Lo Special 301 è un documento compilato annualmente dall’ “Office of the United States Trade Representative” (USTR), volto ad individuare problemi commerciali per le compagnie e i prodotti statunitensi nel resto del mondo. I problemi più comuni riguardano presunte violazioni di copyright, marchi e brevetti. Sulla base di questo documento, i paesi esteri, possono essere messi sotto osservazione, con priorità o meno, dagli Stati Uniti, il che, spesso, equivale a tutta una serie di attenzioni e pressioni particolari rivolte al paese obiettivo. Anche internamente agli Stati Uniti vengono mosse numerose critiche a questo tipo di sistema, ancor di più negli ultimi anni dove, la redazione dello Special 301, viene puntualmente e fortemente influenzato dalle lobby. Da questo punto di vista, risulta particolarmente attiva la IIPA (International Intellectual Property Alliance), coalizione che riunisce sette fra le più influenti associazioni dell’industria dei contenuti statunitensi, su tutte la RIAA, la MPAA e la BSA. Proprio negli utlimi giorni è stato reso pubblico il documento sottoposto dall’IIPA all’ USTR per il 2012 dove, paese per paese, è possibile leggere cosa secondo l’industria dei contenuti non va bene ma, soprattutto, una sorta di programma politico per porre il prima possibile rimedio a questi problemi. Consiglio la lettura di questi documenti a tutti ma, giusto per evidenziare il nocciolo della questione, riporto alcuni estratti (le traduzioni sono mie) dedicati a quali siano i punti salienti che dovrebbero essere perseguiti in Italia, che secondo l’IIPA, dovrebbe essere messa sotto osservazione, ma senza alta priorità:

  • Complete efforts to adopt AGCOM’s proposed regulations, establishing an effective system for the active cooperation of Internet service providers with rights holders against online infringement.

    Completare gli sforzi per l’adozione del regolamento proposto dall’AGCOM, stabilendo un sistema efficace per la cooperazione dei service provider Internet con i titolari dei diritti contro le violazioni online.

  • Take additional criminal actions against peer-to-peer (P2P) services that meet the criteria for injuctions ad liability stablished in the PirateBay decision and order ISPs to block access to those services.

    Prendere provvedimenti addizionali contro i servizi peer-to-peer che soddisfino i criteri di colpevolezza e responsabilità stabiliti nella decisione su PirateBay e ordinare agli ISP di bloccare l’accesso a questi servizi.

  • Coordinate government bodies at a high level toward focused IP enforcement efforts, increased IP training, and more dedicated resources within the police and the judiciary.

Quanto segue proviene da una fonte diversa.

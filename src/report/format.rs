// ==========================================
// 运费对账分析工具 - 展示格式化
// ==========================================
// 金额: $1,234.56 | 百分比: 12.3% | 重量: 0.123 | 缺失: -
// ==========================================

use chrono::NaiveDate;

/// 缺失值占位符
pub const PLACEHOLDER: &str = "-";

/// 千分位分组
pub fn group_thousands(n: u64) -> String {
    let s = n.to_string();
    let bytes = s.as_bytes();
    let mut result = String::with_capacity(s.len() + s.len() / 3);

    for (i, &b) in bytes.iter().enumerate() {
        if i > 0 && (bytes.len() - i) % 3 == 0 {
            result.push(',');
        }
        result.push(b as char);
    }

    result
}

pub fn format_money(value: f64) -> String {
    let cents = (value.abs() * 100.0).round() as u64;
    let sign = if value < 0.0 && cents > 0 { "-" } else { "" };
    format!("{}${}.{:02}", sign, group_thousands(cents / 100), cents % 100)
}

pub fn format_money_opt(value: Option<f64>) -> String {
    value.map(format_money).unwrap_or_else(|| PLACEHOLDER.to_string())
}

pub fn format_pct(value: Option<f64>) -> String {
    match value {
        Some(v) => format!("{:.1}%", v),
        None => PLACEHOLDER.to_string(),
    }
}

pub fn format_weight(value: Option<f64>) -> String {
    match value {
        Some(v) => format!("{:.3}", v),
        None => PLACEHOLDER.to_string(),
    }
}

pub fn format_date(value: Option<NaiveDate>) -> String {
    match value {
        Some(d) => d.format("%Y-%m-%d").to_string(),
        None => PLACEHOLDER.to_string(),
    }
}

pub fn format_text(value: Option<&str>) -> String {
    match value {
        Some(s) if !s.trim().is_empty() => s.to_string(),
        _ => PLACEHOLDER.to_string(),
    }
}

    Coordinare i soggetti governativi ad alto livello verso sforzi per l’applicazione della proprietà intellettuale, verso una maggiore consapevolezza della proprietà intellettuale e verso lo stanziamente di maggiori risorse dedicate alla polizia e alla magistratura.

  • Eliminate legal obstacles for rights holders to gather non-personally identifying IP addresses and, …, identities of infringers to take appropriate civil actions for the protection of their rights in the online environment.

    Eliminare gli ostacoli legali che vietano ai detentori dei diritti di identicare non personalmente gli indirizzi IP e, …, le identità dei trasgressori per intraprendere adeguate azioni civile per la protezione dei loro diritti online.

Riflessioni finali

E’ curioso come, in entrambi gli esempi proposti, a partire da fini commerciali statunitensi, e in nome di quella che viene chiamata proprietà intellettuale, si arrivi ad influire direttamente con i diritti di espressione, di informazione e di privacy di milioni di persone di altri paesi extra USA.

Ora, facendo finta di accettare pacificamente che, con buona pace della nostra costituzione, la sovranità del popolo venga traquillamente brutalizzata, non è forse troppo che, quest’ultimo, sia stata sostituito, non da lobby del nostro paese, non da popoli di altri paesi, ma addirittura da lobby di altri paesi?